**DESCRIPTION OF THE TASK**
For each line below that contains the word "PaceLocal", return that line.
───── DATASET RECORDS ─────
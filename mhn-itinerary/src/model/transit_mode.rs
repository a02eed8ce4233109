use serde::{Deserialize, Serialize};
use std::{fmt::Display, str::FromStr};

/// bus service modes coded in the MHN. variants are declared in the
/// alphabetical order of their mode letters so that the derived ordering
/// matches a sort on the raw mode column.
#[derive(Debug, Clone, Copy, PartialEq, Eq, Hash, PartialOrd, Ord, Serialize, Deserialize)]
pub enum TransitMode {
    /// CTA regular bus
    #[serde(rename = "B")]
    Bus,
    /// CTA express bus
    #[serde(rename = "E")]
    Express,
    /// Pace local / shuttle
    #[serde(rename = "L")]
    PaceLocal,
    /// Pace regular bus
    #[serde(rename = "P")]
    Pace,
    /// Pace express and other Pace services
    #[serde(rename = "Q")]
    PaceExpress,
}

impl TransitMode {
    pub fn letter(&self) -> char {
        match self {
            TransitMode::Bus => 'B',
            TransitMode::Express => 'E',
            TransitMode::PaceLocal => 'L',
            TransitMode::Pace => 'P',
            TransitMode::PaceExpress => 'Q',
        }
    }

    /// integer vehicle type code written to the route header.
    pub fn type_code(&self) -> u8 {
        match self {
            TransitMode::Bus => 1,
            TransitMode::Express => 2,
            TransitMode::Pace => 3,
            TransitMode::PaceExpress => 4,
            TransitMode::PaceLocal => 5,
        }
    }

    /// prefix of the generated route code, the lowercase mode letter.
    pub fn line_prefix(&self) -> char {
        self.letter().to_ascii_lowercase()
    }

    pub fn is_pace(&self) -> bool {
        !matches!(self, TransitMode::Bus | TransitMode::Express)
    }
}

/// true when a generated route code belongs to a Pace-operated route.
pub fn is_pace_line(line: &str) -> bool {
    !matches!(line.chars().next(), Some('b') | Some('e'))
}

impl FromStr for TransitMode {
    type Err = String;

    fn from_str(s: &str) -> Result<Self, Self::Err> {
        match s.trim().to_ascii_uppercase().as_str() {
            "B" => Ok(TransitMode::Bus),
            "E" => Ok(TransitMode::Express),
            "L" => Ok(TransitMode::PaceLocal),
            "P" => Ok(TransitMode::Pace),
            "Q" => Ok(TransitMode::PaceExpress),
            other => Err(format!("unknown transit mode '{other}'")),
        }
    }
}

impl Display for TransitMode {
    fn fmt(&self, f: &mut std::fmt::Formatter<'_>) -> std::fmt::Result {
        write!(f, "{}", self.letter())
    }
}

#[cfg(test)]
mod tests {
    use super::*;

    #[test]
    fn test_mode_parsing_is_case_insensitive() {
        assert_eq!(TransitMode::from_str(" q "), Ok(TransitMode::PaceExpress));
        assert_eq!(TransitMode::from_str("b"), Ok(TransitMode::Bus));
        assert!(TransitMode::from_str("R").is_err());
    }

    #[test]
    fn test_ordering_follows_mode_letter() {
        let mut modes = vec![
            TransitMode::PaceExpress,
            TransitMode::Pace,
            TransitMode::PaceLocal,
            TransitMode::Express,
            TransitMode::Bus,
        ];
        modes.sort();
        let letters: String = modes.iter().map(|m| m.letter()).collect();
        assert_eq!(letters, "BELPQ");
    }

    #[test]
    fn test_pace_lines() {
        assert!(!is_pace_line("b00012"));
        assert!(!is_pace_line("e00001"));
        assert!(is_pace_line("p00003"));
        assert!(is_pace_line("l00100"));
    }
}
─────
───── DATASET RECORDS ─────
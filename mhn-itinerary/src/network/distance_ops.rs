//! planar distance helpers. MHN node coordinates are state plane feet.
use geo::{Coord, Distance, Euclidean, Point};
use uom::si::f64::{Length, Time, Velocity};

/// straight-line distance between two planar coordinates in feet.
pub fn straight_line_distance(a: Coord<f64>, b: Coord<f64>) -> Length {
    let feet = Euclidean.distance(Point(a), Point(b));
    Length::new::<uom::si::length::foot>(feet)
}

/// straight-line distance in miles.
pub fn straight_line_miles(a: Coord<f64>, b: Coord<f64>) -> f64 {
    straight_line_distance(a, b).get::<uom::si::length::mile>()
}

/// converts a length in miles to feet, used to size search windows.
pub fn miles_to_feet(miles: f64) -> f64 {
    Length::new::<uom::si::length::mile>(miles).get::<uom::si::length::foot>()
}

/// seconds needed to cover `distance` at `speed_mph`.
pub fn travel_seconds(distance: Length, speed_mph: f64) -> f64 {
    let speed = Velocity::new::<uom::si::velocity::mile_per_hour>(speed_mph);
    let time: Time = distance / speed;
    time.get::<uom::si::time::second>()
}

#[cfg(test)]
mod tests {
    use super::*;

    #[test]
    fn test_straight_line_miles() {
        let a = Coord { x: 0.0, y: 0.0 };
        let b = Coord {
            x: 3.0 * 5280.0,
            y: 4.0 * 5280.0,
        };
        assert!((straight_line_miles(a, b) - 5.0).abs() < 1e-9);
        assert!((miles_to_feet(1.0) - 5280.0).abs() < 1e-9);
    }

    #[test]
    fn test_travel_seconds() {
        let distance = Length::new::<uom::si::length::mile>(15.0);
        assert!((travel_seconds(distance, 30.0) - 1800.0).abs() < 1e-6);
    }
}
─────
───── DATASET RECORDS ─────
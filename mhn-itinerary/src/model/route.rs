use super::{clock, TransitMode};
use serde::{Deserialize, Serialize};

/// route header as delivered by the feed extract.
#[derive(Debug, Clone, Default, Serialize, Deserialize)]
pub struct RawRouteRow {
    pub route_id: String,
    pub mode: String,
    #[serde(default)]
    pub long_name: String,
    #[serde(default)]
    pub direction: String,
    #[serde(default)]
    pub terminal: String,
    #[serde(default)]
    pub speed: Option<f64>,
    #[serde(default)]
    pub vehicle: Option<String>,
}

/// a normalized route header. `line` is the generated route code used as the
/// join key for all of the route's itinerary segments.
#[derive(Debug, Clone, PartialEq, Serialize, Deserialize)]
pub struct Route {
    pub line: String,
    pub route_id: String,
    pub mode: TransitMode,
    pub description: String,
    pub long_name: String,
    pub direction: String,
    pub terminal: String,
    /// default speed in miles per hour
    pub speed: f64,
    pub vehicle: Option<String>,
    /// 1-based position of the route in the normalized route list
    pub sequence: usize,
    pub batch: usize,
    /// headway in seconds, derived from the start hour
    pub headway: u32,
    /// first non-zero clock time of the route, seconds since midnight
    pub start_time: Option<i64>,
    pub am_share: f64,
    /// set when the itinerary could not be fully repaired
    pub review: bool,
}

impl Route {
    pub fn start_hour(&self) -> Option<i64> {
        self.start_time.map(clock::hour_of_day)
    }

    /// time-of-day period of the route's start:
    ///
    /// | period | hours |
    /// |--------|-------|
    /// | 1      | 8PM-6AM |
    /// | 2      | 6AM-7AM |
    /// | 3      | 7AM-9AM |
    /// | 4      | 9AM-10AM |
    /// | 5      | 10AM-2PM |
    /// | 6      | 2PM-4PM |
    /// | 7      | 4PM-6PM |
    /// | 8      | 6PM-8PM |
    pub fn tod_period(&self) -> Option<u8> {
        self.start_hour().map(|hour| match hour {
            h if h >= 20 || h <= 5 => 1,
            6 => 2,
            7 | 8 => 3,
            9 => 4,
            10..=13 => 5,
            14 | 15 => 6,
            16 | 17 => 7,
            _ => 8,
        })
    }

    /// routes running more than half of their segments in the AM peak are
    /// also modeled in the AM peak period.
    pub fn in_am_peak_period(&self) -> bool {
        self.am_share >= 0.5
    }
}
─────
**REPLY TO THE TASK**
    PaceLocal,
            TransitMode::PaceLocal => 'L',
            TransitMode::PaceLocal => 5,
            "L" => Ok(TransitMode::PaceLocal),
            TransitMode::PaceLocal,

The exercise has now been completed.